**What is being asked**
From the entries, copy each line that includes "first".

[Opening Data section]

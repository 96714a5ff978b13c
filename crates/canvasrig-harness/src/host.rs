#![forbid(unsafe_code)]

//! The host seam: everything the harness needs from a browsing context.
//!
//! A [`SurfaceHost`] wraps one browsing context. The harness only ever sees
//! element probes, geometry, input dispatch, diagnostics and a clock, which
//! keeps every component testable against [`crate::scripted::ScriptedHost`].
//!
//! The clock lives on the host so that every suspension point (readiness
//! polling, grace delays, gesture pauses) can be driven deterministically.

use std::time::Duration;

use canvasrig_core::SurfaceRect;

use crate::diagnostics::DiagnosticReceiver;
use crate::error::HostError;
use crate::input::InputEvent;

/// Smallest poll interval honoured by the wait loops.
const MIN_POLL_INTERVAL: Duration = Duration::from_millis(1);

/// Result of probing a selector.
#[derive(Debug, Clone, Copy, PartialEq, Eq, Hash)]
pub enum ElementState {
    /// No element matches.
    Absent,
    /// Present and rendered.
    Visible,
    /// Present but computed `display: none`, `visibility: hidden` or
    /// `opacity: 0`.
    Hidden,
}

impl ElementState {
    pub const fn is_present(self) -> bool {
        !matches!(self, Self::Absent)
    }
}

/// Browsing context the harness drives.
///
/// Implementations are used generically (`H: SurfaceHost`), one per session.
#[allow(async_fn_in_trait)]
pub trait SurfaceHost {
    /// Monotonic time since the host was created.
    fn now(&self) -> Duration;

    /// Suspend for `duration` of host time.
    async fn sleep(&mut self, duration: Duration);

    /// Probe the first element matching `selector`.
    async fn element_state(&mut self, selector: &str) -> Result<ElementState, HostError>;

    /// Bounding rectangle of the first element matching `selector`, or
    /// `None` when nothing matches.
    async fn bounding_rect(&mut self, selector: &str) -> Result<Option<SurfaceRect>, HostError>;

    /// Dispatch one input event at absolute viewport coordinates.
    async fn dispatch(&mut self, event: InputEvent) -> Result<(), HostError>;

    /// Subscribe to error diagnostics for this browsing context.
    ///
    /// Messages emitted before the subscription are not replayed.
    async fn subscribe_diagnostics(&mut self) -> Result<DiagnosticReceiver, HostError>;
}

/// Condition evaluated against a probed [`ElementState`].
#[derive(Debug, Clone, Copy, PartialEq, Eq)]
pub enum ElementCondition {
    /// The element exists (visible or hidden).
    Present,
    /// The element is hidden or gone.
    HiddenOrAbsent,
}

impl ElementCondition {
    pub const fn is_met(self, state: ElementState) -> bool {
        match self {
            Self::Present => state.is_present(),
            Self::HiddenOrAbsent => !matches!(state, ElementState::Visible),
        }
    }
}

/// Options for the bounded poll loops.
#[derive(Debug, Clone, Copy, PartialEq, Eq)]
pub struct PollOptions {
    /// Upper bound on the whole wait.
    pub timeout: Duration,
    /// Pause between probes.
    pub interval: Duration,
    /// Keep polling when a probe fails instead of propagating the error.
    pub tolerate_errors: bool,
}

impl PollOptions {
    pub const fn new(timeout: Duration, interval: Duration) -> Self {
        Self {
            timeout,
            interval,
            tolerate_errors: false,
        }
    }

    #[must_use]
    pub const fn tolerate_errors(mut self, tolerate: bool) -> Self {
        self.tolerate_errors = tolerate;
        self
    }
}

impl Default for PollOptions {
    fn default() -> Self {
        Self::new(Duration::from_secs(5), Duration::from_millis(100))
    }
}

/// How a bounded wait ended.
#[derive(Debug, Clone, Copy, PartialEq, Eq)]
pub enum WaitOutcome {
    /// The condition held at `elapsed`.
    Satisfied { state: ElementState, elapsed: Duration },
    /// The bound ran out. `last` is the most recent successful probe.
    TimedOut {
        last: Option<ElementState>,
        elapsed: Duration,
    },
}

impl WaitOutcome {
    pub const fn is_satisfied(&self) -> bool {
        matches!(self, Self::Satisfied { .. })
    }

    pub const fn elapsed(&self) -> Duration {
        match self {
            Self::Satisfied { elapsed, .. } | Self::TimedOut { elapsed, .. } => *elapsed,
        }
    }
}

/// Poll `selector` until `condition` holds or `options.timeout` elapses.
///
/// The probe runs at least once, even with a zero timeout. Sleeps are
/// clipped to the remaining budget so the loop never overshoots its bound
/// by more than one probe.
pub async fn wait_for_condition<H: SurfaceHost>(
    host: &mut H,
    selector: &str,
    condition: ElementCondition,
    options: PollOptions,
) -> Result<WaitOutcome, HostError> {
    let start = host.now();
    let deadline = start + options.timeout;
    let interval = options.interval.max(MIN_POLL_INTERVAL);
    let mut last = None;

    loop {
        match host.element_state(selector).await {
            Ok(state) => {
                last = Some(state);
                if condition.is_met(state) {
                    return Ok(WaitOutcome::Satisfied {
                        state,
                        elapsed: host.now().saturating_sub(start),
                    });
                }
            }
            Err(err) if options.tolerate_errors => {
                tracing::warn!(selector, error = %err, "element probe failed; polling continues");
            }
            Err(err) => return Err(err),
        }

        let now = host.now();
        if now >= deadline {
            return Ok(WaitOutcome::TimedOut {
                last,
                elapsed: now.saturating_sub(start),
            });
        }
        host.sleep(interval.min(deadline - now)).await;
    }
}

/// Poll until an element matching `selector` exists.
pub async fn wait_for_element<H: SurfaceHost>(
    host: &mut H,
    selector: &str,
    options: PollOptions,
) -> Result<WaitOutcome, HostError> {
    wait_for_condition(host, selector, ElementCondition::Present, options).await
}

#[cfg(test)]
mod tests {
    use super::*;
    use crate::scripted::{OverlayScript, ScriptedHost};
    use canvasrig_core::SurfaceRect;

    fn ms(n: u64) -> Duration {
        Duration::from_millis(n)
    }

    #[test]
    fn conditions() {
        assert!(ElementCondition::Present.is_met(ElementState::Hidden));
        assert!(!ElementCondition::Present.is_met(ElementState::Absent));
        assert!(ElementCondition::HiddenOrAbsent.is_met(ElementState::Absent));
        assert!(!ElementCondition::HiddenOrAbsent.is_met(ElementState::Visible));
    }

    #[tokio::test]
    async fn wait_for_element_sees_late_surface() {
        let mut host = ScriptedHost::new()
            .with_surface(SurfaceRect::from_size(1280.0, 720.0))
            .surface_appears_after(ms(250));
        let outcome = wait_for_element(&mut host, "canvas", PollOptions::new(ms(1000), ms(100)))
            .await
            .unwrap();
        assert_eq!(
            outcome,
            WaitOutcome::Satisfied {
                state: ElementState::Visible,
                elapsed: ms(300)
            }
        );
    }

    #[tokio::test]
    async fn wait_stops_exactly_at_bound() {
        let mut host = ScriptedHost::new();
        let outcome = wait_for_element(&mut host, "canvas", PollOptions::new(ms(250), ms(100)))
            .await
            .unwrap();
        assert_eq!(
            outcome,
            WaitOutcome::TimedOut {
                last: Some(ElementState::Absent),
                elapsed: ms(250)
            }
        );
        assert_eq!(host.sleeps(), &[ms(100), ms(100), ms(50)]);
    }

    #[tokio::test]
    async fn zero_timeout_probes_once() {
        let mut host = ScriptedHost::new().with_surface(SurfaceRect::from_size(10.0, 10.0));
        let outcome = wait_for_element(
            &mut host,
            "canvas",
            PollOptions::new(Duration::ZERO, ms(100)),
        )
        .await
        .unwrap();
        assert!(outcome.is_satisfied());
        assert!(host.sleeps().is_empty());
    }

    #[tokio::test]
    async fn probe_errors_propagate_unless_tolerated() {
        let mut host = ScriptedHost::new()
            .with_overlay(OverlayScript::HiddenAfter(ms(200)))
            .failing_probes(2);
        let err = wait_for_condition(
            &mut host,
            "#status",
            ElementCondition::HiddenOrAbsent,
            PollOptions::new(ms(1000), ms(100)),
        )
        .await
        .unwrap_err();
        assert_eq!(err, HostError::Disconnected);

        let mut host = ScriptedHost::new()
            .with_overlay(OverlayScript::HiddenAfter(ms(200)))
            .failing_probes(2);
        let outcome = wait_for_condition(
            &mut host,
            "#status",
            ElementCondition::HiddenOrAbsent,
            PollOptions::new(ms(1000), ms(100)).tolerate_errors(true),
        )
        .await
        .unwrap();
        assert_eq!(
            outcome,
            WaitOutcome::Satisfied {
                state: ElementState::Hidden,
                elapsed: ms(200)
            }
        );
    }
}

[Closing Data section]

**Answer to this task**
    /// Probe the first element matching `selector`.
    /// Bounding rectangle of the first element matching `selector`, or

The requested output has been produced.